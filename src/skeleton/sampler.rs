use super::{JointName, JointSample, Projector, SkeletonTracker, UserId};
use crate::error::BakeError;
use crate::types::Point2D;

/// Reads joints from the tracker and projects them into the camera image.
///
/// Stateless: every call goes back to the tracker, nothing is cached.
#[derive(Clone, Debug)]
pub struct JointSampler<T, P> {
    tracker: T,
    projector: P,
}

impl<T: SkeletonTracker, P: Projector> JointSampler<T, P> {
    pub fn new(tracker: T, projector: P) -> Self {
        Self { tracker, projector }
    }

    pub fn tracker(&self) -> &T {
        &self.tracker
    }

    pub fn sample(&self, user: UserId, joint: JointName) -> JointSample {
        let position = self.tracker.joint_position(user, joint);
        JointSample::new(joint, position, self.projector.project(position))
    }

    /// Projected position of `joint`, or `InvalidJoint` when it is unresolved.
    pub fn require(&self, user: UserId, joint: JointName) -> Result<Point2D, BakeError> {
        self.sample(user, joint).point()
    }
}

# # #

• Work order:
Starting at the line that contains "it is unresolved." and ending at the last line of the data, repeat each line exactly; include nothing else.

• Exercise response:
    /// Projected position of `joint`, or `InvalidJoint` when it is unresolved.
    pub fn require(&self, user: UserId, joint: JointName) -> Result<Point2D, BakeError> {
        self.sample(user, joint).point()
    }
}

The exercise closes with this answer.